■ Available data:

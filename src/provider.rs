//! Connection providers: where the executor gets its connections and whether
//! it closes them afterwards.

use std::fmt;
use std::ops::{Deref, DerefMut};
use std::thread;
use std::time::{Duration, Instant};

use clap::ValueEnum;
use deadpool::unmanaged::{Object, Pool, PoolError};
use rusqlite::{Connection, OpenFlags};
use serde::{Deserialize, Serialize};

use crate::error::TxnMiddlewareError;

const CHECKOUT_POLL_INTERVAL: Duration = Duration::from_millis(5);

/// `SQLite` journal mode applied when a connection is opened.
#[derive(Debug, Clone, Copy, PartialEq, Eq, ValueEnum, Serialize, Deserialize)]
#[serde(rename_all = "lowercase")]
pub enum JournalMode {
    Delete,
    Truncate,
    Persist,
    Memory,
    Wal,
    Off,
}

impl JournalMode {
    #[must_use]
    pub fn as_str(self) -> &'static str {
        match self {
            JournalMode::Delete => "DELETE",
            JournalMode::Truncate => "TRUNCATE",
            JournalMode::Persist => "PERSIST",
            JournalMode::Memory => "MEMORY",
            JournalMode::Wal => "WAL",
            JournalMode::Off => "OFF",
        }
    }
}

/// Options for opening `SQLite` connections.
#[derive(Debug, Clone, PartialEq, Eq, Serialize, Deserialize)]
pub struct SqliteOptions {
    pub db_path: String,
    #[serde(default)]
    pub read_only: bool,
    #[serde(default = "default_create")]
    pub create_if_missing: bool,
    #[serde(default = "default_busy_timeout_ms")]
    pub busy_timeout_ms: u64,
    #[serde(default)]
    pub journal_mode: Option<JournalMode>,
}

fn default_create() -> bool {
    true
}

fn default_busy_timeout_ms() -> u64 {
    5_000
}

impl SqliteOptions {
    #[must_use]
    pub fn new(db_path: impl Into<String>) -> Self {
        Self {
            db_path: db_path.into(),
            read_only: false,
            create_if_missing: default_create(),
            busy_timeout_ms: default_busy_timeout_ms(),
            journal_mode: None,
        }
    }

    /// Options for a private in-memory database.
    #[must_use]
    pub fn in_memory() -> Self {
        Self::new(":memory:")
    }

    #[must_use]
    pub fn builder(db_path: impl Into<String>) -> SqliteOptionsBuilder {
        SqliteOptionsBuilder::new(db_path)
    }

    fn open_flags(&self) -> OpenFlags {
        let mut flags = OpenFlags::SQLITE_OPEN_URI | OpenFlags::SQLITE_OPEN_NO_MUTEX;
        if self.read_only {
            flags |= OpenFlags::SQLITE_OPEN_READ_ONLY;
        } else {
            flags |= OpenFlags::SQLITE_OPEN_READ_WRITE;
            if self.create_if_missing {
                flags |= OpenFlags::SQLITE_OPEN_CREATE;
            }
        }
        flags
    }

    /// Open a connection with these options.
    ///
    /// # Errors
    /// Returns `TxnMiddlewareError::ConnectionError` if the database cannot be
    /// opened or configured.
    pub fn open(&self) -> Result<Connection, TxnMiddlewareError> {
        let conn = Connection::open_with_flags(&self.db_path, self.open_flags()).map_err(|e| {
            TxnMiddlewareError::ConnectionError(format!(
                "Failed to open SQLite database {}: {e}",
                self.db_path
            ))
        })?;
        conn.busy_timeout(Duration::from_millis(self.busy_timeout_ms))?;
        if let Some(mode) = self.journal_mode {
            conn.execute_batch(&format!("PRAGMA journal_mode = {};", mode.as_str()))?;
        }
        Ok(conn)
    }
}

/// Fluent builder for [`SqliteOptions`].
#[derive(Debug, Clone)]
pub struct SqliteOptionsBuilder {
    opts: SqliteOptions,
}

impl SqliteOptionsBuilder {
    #[must_use]
    pub fn new(db_path: impl Into<String>) -> Self {
        Self {
            opts: SqliteOptions::new(db_path),
        }
    }

    #[must_use]
    pub fn read_only(mut self, read_only: bool) -> Self {
        self.opts.read_only = read_only;
        self
    }

    #[must_use]
    pub fn create_if_missing(mut self, create: bool) -> Self {
        self.opts.create_if_missing = create;
        self
    }

    #[must_use]
    pub fn busy_timeout(mut self, timeout: Duration) -> Self {
        self.opts.busy_timeout_ms = u64::try_from(timeout.as_millis()).unwrap_or(u64::MAX);
        self
    }

    #[must_use]
    pub fn journal_mode(mut self, mode: JournalMode) -> Self {
        self.opts.journal_mode = Some(mode);
        self
    }

    #[must_use]
    pub fn finish(self) -> SqliteOptions {
        self.opts
    }
}

/// A connection handed out by a [`ConnectionProvider`].
///
/// Dereferences to the underlying [`rusqlite::Connection`].
pub enum ProvidedConnection {
    /// A connection owned outright by the caller.
    Dedicated(Connection),
    /// A connection checked out of a pool; dropping it returns it.
    Pooled(Object<Connection>),
}

impl fmt::Debug for ProvidedConnection {
    fn fmt(&self, f: &mut fmt::Formatter<'_>) -> fmt::Result {
        match self {
            ProvidedConnection::Dedicated(conn) => f.debug_tuple("Dedicated").field(conn).finish(),
            ProvidedConnection::Pooled(obj) => f.debug_tuple("Pooled").field(&**obj).finish(),
        }
    }
}

impl Deref for ProvidedConnection {
    type Target = Connection;

    fn deref(&self) -> &Connection {
        match self {
            ProvidedConnection::Dedicated(conn) => conn,
            ProvidedConnection::Pooled(obj) => obj,
        }
    }
}

impl DerefMut for ProvidedConnection {
    fn deref_mut(&mut self) -> &mut Connection {
        match self {
            ProvidedConnection::Dedicated(conn) => conn,
            ProvidedConnection::Pooled(obj) => obj,
        }
    }
}

impl ProvidedConnection {
    /// Close the connection. A pooled connection is taken out of its pool
    /// first. Failures are logged.
    pub fn close(self) {
        let conn = match self {
            ProvidedConnection::Dedicated(conn) => conn,
            ProvidedConnection::Pooled(obj) => Object::take(obj),
        };
        if let Err((_conn, err)) = conn.close() {
            tracing::warn!("failed to close SQLite connection: {err}");
        }
    }

    /// Hand the connection back without closing it.
    ///
    /// A pooled connection that is still inside a transaction is evicted
    /// instead of being returned, so the next borrower starts clean.
    pub fn release(self) {
        match self {
            ProvidedConnection::Pooled(obj) if !obj.is_autocommit() => {
                tracing::warn!("evicting pooled SQLite connection left inside a transaction");
                drop(Object::take(obj));
            }
            other => drop(other),
        }
    }
}

/// Source of connections for the [`DbExecutor`](crate::executor::DbExecutor).
pub trait ConnectionProvider: Send + Sync {
    /// A connection, or `None` if none can be obtained (the reason is logged).
    fn get_connection(&self) -> Option<ProvidedConnection>;

    /// Whether the executor must close connections from this provider after
    /// use instead of releasing them.
    fn should_close_connection(&self) -> bool;
}

impl<P: ConnectionProvider + ?Sized> ConnectionProvider for std::sync::Arc<P> {
    fn get_connection(&self) -> Option<ProvidedConnection> {
        (**self).get_connection()
    }

    fn should_close_connection(&self) -> bool {
        (**self).should_close_connection()
    }
}

/// Opens a fresh connection per call and lets the executor close it.
#[derive(Debug, Clone)]
pub struct DirectConnectionProvider {
    opts: SqliteOptions,
}

impl DirectConnectionProvider {
    #[must_use]
    pub fn new(opts: SqliteOptions) -> Self {
        Self { opts }
    }

    #[must_use]
    pub fn options(&self) -> &SqliteOptions {
        &self.opts
    }
}

impl ConnectionProvider for DirectConnectionProvider {
    fn get_connection(&self) -> Option<ProvidedConnection> {
        match self.opts.open() {
            Ok(conn) => Some(ProvidedConnection::Dedicated(conn)),
            Err(err) => {
                tracing::error!("could not get a connection: {err}");
                None
            }
        }
    }

    fn should_close_connection(&self) -> bool {
        true
    }
}

/// Hands out connections from a fixed-size pool; the executor releases them
/// back to the pool.
#[derive(Clone)]
pub struct PooledConnectionProvider {
    pool: Pool<Connection>,
    checkout_timeout: Duration,
}

impl PooledConnectionProvider {
    /// Open `size` connections with `opts` and pool them.
    ///
    /// # Errors
    /// Returns `TxnMiddlewareError::ConfigError` for a zero size, or the error
    /// of the first connection that fails to open.
    pub fn new(opts: &SqliteOptions, size: usize) -> Result<Self, TxnMiddlewareError> {
        if size == 0 {
            return Err(TxnMiddlewareError::ConfigError(
                "pool size must be at least 1".into(),
            ));
        }
        let conns = (0..size)
            .map(|_| opts.open())
            .collect::<Result<Vec<_>, _>>()?;
        Ok(Self::from_connections(conns))
    }

    /// Pool already opened connections.
    #[must_use]
    pub fn from_connections(conns: Vec<Connection>) -> Self {
        Self {
            pool: Pool::from(conns),
            checkout_timeout: Duration::from_secs(30),
        }
    }

    /// How long [`get_connection`](ConnectionProvider::get_connection) waits
    /// for a free connection.
    #[must_use]
    pub fn with_checkout_timeout(mut self, timeout: Duration) -> Self {
        self.checkout_timeout = timeout;
        self
    }

    /// Connections currently idle in the pool.
    #[must_use]
    pub fn available(&self) -> usize {
        self.pool.status().available
    }

    /// Connections the pool currently owns, idle or checked out.
    #[must_use]
    pub fn size(&self) -> usize {
        self.pool.status().size
    }

    fn checkout(&self) -> Result<Object<Connection>, TxnMiddlewareError> {
        let deadline = Instant::now() + self.checkout_timeout;
        loop {
            match self.pool.try_get() {
                Ok(obj) => return Ok(obj),
                Err(PoolError::Closed) => return Err(PoolError::Closed.into()),
                Err(_) if Instant::now() < deadline => thread::sleep(CHECKOUT_POLL_INTERVAL),
                Err(err) => return Err(err.into()),
            }
        }
    }
}

impl fmt::Debug for PooledConnectionProvider {
    fn fmt(&self, f: &mut fmt::Formatter<'_>) -> fmt::Result {
        f.debug_struct("PooledConnectionProvider")
            .field("size", &self.size())
            .field("available", &self.available())
            .field("checkout_timeout", &self.checkout_timeout)
            .finish()
    }
}

impl ConnectionProvider for PooledConnectionProvider {
    fn get_connection(&self) -> Option<ProvidedConnection> {
        match self.checkout() {
            Ok(obj) => Some(ProvidedConnection::Pooled(obj)),
            Err(err) => {
                tracing::error!("could not get a pooled connection: {err}");
                None
            }
        }
    }

    fn should_close_connection(&self) -> bool {
        false
    }
}
//! Synchronous data-access layer over `rusqlite`.
//!
//! Two entry points:
//!
//! * [`DbExecutor`](executor::DbExecutor) runs single statements and queries
//!   against connections from a [`ConnectionProvider`](provider::ConnectionProvider),
//!   each inside its own transaction, and reports failures as data.
//! * [`TransactionalEngine`](engine::TransactionalEngine) runs units of work
//!   against a shared [`Session`](engine::Session), owning or joining the
//!   session's transaction, with telemetry and pluggable handlers for failed
//!   and slow executions.
//!
//! Query results use [`ResultRow`](results::ResultRow) and
//! [`ResultField`](results::ResultField), whose typed accessors convert
//! [`RowValues`](types::RowValues) through one central facility.

pub mod callbacks;
pub mod conversion;
pub mod engine;
pub mod error;
pub mod executor;
pub mod handlers;
pub mod params;
pub mod placeholders;
pub mod prelude;
pub mod provider;
pub mod results;
pub mod telemetry;
pub mod types;

pub use error::{ConversionError, TxnMiddlewareError};
pub use types::RowValues;
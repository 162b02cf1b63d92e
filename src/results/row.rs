use std::collections::HashMap;

use crate::error::TxnMiddlewareError;
use crate::types::RowValues;

use super::field::ResultField;

/// A row from a database query result.
///
/// The executor allocates one row per query and refills it for every cursor
/// step, so the row passed to a row callback is only valid for that call.
/// Clone it to keep it; a clone is a deep copy and is not affected when the
/// original is refilled.
#[derive(Debug, Clone, PartialEq)]
pub struct ResultRow {
    cols: Box<[Option<ResultField>]>,
    used: usize,
}

impl ResultRow {
    /// Create an empty row with room for `column_count` fields.
    #[must_use]
    pub fn new(column_count: usize) -> Self {
        Self {
            cols: vec![None; column_count].into_boxed_slice(),
            used: 0,
        }
    }

    /// Build a fully populated row from fields.
    #[must_use]
    pub fn from_fields(fields: Vec<ResultField>) -> Self {
        let used = fields.len();
        Self {
            cols: fields.into_iter().map(Some).collect(),
            used,
        }
    }

    /// Reset the write cursor and drop all fields.
    pub fn clear(&mut self) {
        self.cols.iter_mut().for_each(|slot| *slot = None);
        self.used = 0;
    }

    /// Append a field at the write cursor.
    ///
    /// # Panics
    /// Panics if the row is already full.
    pub fn add(&mut self, field: ResultField) {
        assert!(
            self.used < self.cols.len(),
            "result row is full ({} columns)",
            self.cols.len()
        );
        self.cols[self.used] = Some(field);
        self.used += 1;
    }

    /// Number of fields written since the last [`clear`](Self::clear).
    #[must_use]
    pub fn used_column_index(&self) -> usize {
        self.used
    }

    #[must_use]
    pub fn column_count(&self) -> usize {
        self.cols.len()
    }

    /// Get the field at `index`.
    ///
    /// # Errors
    /// Returns `TxnMiddlewareError::ColumnIndexOutOfRange` if `index` is past
    /// the populated fields.
    pub fn get(&self, index: usize) -> Result<&ResultField, TxnMiddlewareError> {
        self.cols
            .get(index)
            .and_then(Option::as_ref)
            .ok_or(TxnMiddlewareError::ColumnIndexOutOfRange {
                index,
                count: self.used,
            })
    }

    /// # Errors
    /// Returns `TxnMiddlewareError::ColumnIndexOutOfRange` for a bad index.
    pub fn get_column_name(&self, index: usize) -> Result<&str, TxnMiddlewareError> {
        self.get(index).map(ResultField::column_name)
    }

    /// # Errors
    /// Returns `TxnMiddlewareError::ColumnIndexOutOfRange` for a bad index.
    pub fn get_column_type(&self, index: usize) -> Result<i32, TxnMiddlewareError> {
        self.get(index).map(ResultField::column_type)
    }

    /// # Errors
    /// Returns `TxnMiddlewareError::ColumnIndexOutOfRange` for a bad index.
    pub fn get_value(&self, index: usize) -> Result<&RowValues, TxnMiddlewareError> {
        self.get(index).map(ResultField::value)
    }

    /// Look a field up by column name (first match).
    #[must_use]
    pub fn get_by_name(&self, column_name: &str) -> Option<&ResultField> {
        self.fields().find(|f| f.column_name() == column_name)
    }

    /// Iterate over the populated fields in column order.
    pub fn fields(&self) -> impl Iterator<Item = &ResultField> {
        self.cols.iter().take(self.used).filter_map(Option::as_ref)
    }

    /// Map column name to zero-based index.
    ///
    /// Built on every call; rows of different queries have different columns.
    #[must_use]
    pub fn column_name_to_index_map(&self) -> HashMap<String, usize> {
        self.fields()
            .enumerate()
            .map(|(idx, field)| (field.column_name().to_owned(), idx))
            .collect()
    }

    /// Copy the raw values out of the row.
    #[must_use]
    pub fn to_values(&self) -> Vec<RowValues> {
        self.fields().map(|f| f.value().clone()).collect()
    }
}

#[cfg(test)]
mod tests {
    use super::*;
    use crate::types::sql_types;

    fn field(name: &str, v: i64) -> ResultField {
        ResultField::new(name, sql_types::INTEGER, RowValues::Int(v))
    }

    #[test]
    fn clone_is_independent_of_refill() {
        let mut row = ResultRow::new(2);
        row.add(field("a", 1));
        row.add(field("b", 2));
        let snapshot = row.clone();

        row.clear();
        row.add(field("a", 10));
        row.add(field("b", 20));

        assert_eq!(snapshot.get_value(0).ok(), Some(&RowValues::Int(1)));
        assert_eq!(snapshot.get_column_name(1).ok(), Some("b"));
        assert_eq!(row.get_value(0).ok(), Some(&RowValues::Int(10)));
        assert_ne!(snapshot, row);
    }

    #[test]
    fn get_reports_out_of_range() {
        let mut row = ResultRow::new(1);
        assert!(matches!(
            row.get(0),
            Err(TxnMiddlewareError::ColumnIndexOutOfRange { index: 0, count: 0 })
        ));
        row.add(field("a", 1));
        assert_eq!(row.used_column_index(), row.column_count());
        assert!(row.get(1).is_err());
    }

    #[test]
    fn name_map_is_fresh() {
        let row = ResultRow::from_fields(vec![field("x", 1), field("y", 2)]);
        let mut map = row.column_name_to_index_map();
        assert_eq!(map.get("y"), Some(&1));
        map.clear();
        assert_eq!(row.column_name_to_index_map().len(), 2);
        assert_eq!(row.get_by_name("x").map(ResultField::value), Some(&RowValues::Int(1)));
    }

    #[test]
    #[should_panic(expected = "result row is full")]
    fn add_past_capacity_panics() {
        let mut row = ResultRow::new(0);
        row.add(field("a", 1));
    }
}
//! Statement execution against connections obtained from a
//! [`ConnectionProvider`].
//!
//! Every operation acquires its own connection, runs inside a transaction the
//! executor opens when the connection is in auto-commit mode, and closes or
//! releases the connection before returning. Failures are reported as data
//! (`false`, `None`, [`NOT_INITIALIZED`]) after the exception handler has
//! seen them.

mod rows;
mod statement;

use std::sync::{Arc, PoisonError, RwLock};

use rusqlite::Connection;
use rusqlite::types::Value;

use crate::callbacks::{
    GeneratedKeysCallback, NOT_INITIALIZED, SingleGeneratedKey, UpdatedRowCountCallback,
};
use crate::error::TxnMiddlewareError;
use crate::handlers::{ExceptionHandler, LoggingExceptionHandler, invoke_exception_handler};
use crate::params::PreparedStatementDataProvider;
use crate::placeholders::count_placeholders;
use crate::provider::{ConnectionProvider, ProvidedConnection};
use crate::results::ResultRow;
use crate::types::RowValues;

pub(crate) use rows::{collect_rows, first_count, for_each_row};
pub(crate) use statement::{StatementOutcome, run_statement, to_sqlite_values};

/// A connection on loan for one executor call.
///
/// Dropping the lease rolls back a transaction the executor opened and then
/// closes or releases the connection, on every exit path including unwinds.
struct LeasedConnection {
    conn: Option<ProvidedConnection>,
    close: bool,
    opened_transaction: bool,
}

impl LeasedConnection {
    fn new(conn: ProvidedConnection, close: bool) -> Self {
        Self {
            conn: Some(conn),
            close,
            opened_transaction: false,
        }
    }

    fn connection(&self) -> Result<&Connection, TxnMiddlewareError> {
        self.conn.as_deref().ok_or_else(|| {
            TxnMiddlewareError::ConnectionError("connection already released".into())
        })
    }

    fn run<T, F>(&mut self, work: F) -> Result<T, TxnMiddlewareError>
    where
        F: FnOnce(&Connection) -> Result<T, TxnMiddlewareError>,
    {
        if self.connection()?.is_autocommit() {
            self.connection()?.execute_batch("BEGIN")?;
            self.opened_transaction = true;
        }
        let value = work(self.connection()?)?;
        if self.opened_transaction {
            self.connection()?.execute_batch("COMMIT")?;
            self.opened_transaction = false;
        }
        Ok(value)
    }

    fn rollback(&mut self) {
        if !self.opened_transaction {
            return;
        }
        self.opened_transaction = false;
        if let Some(conn) = &self.conn
            && !conn.is_autocommit()
            && let Err(err) = conn.execute_batch("ROLLBACK")
        {
            tracing::warn!("rollback failed: {err}");
        }
    }
}

impl Drop for LeasedConnection {
    fn drop(&mut self) {
        self.rollback();
        if let Some(conn) = self.conn.take() {
            if self.close {
                conn.close();
            } else {
                conn.release();
            }
        }
    }
}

■ About this exercise:
How many lines of the entries hold the word "String"? Respond with the number alone.

■ Answer box:
5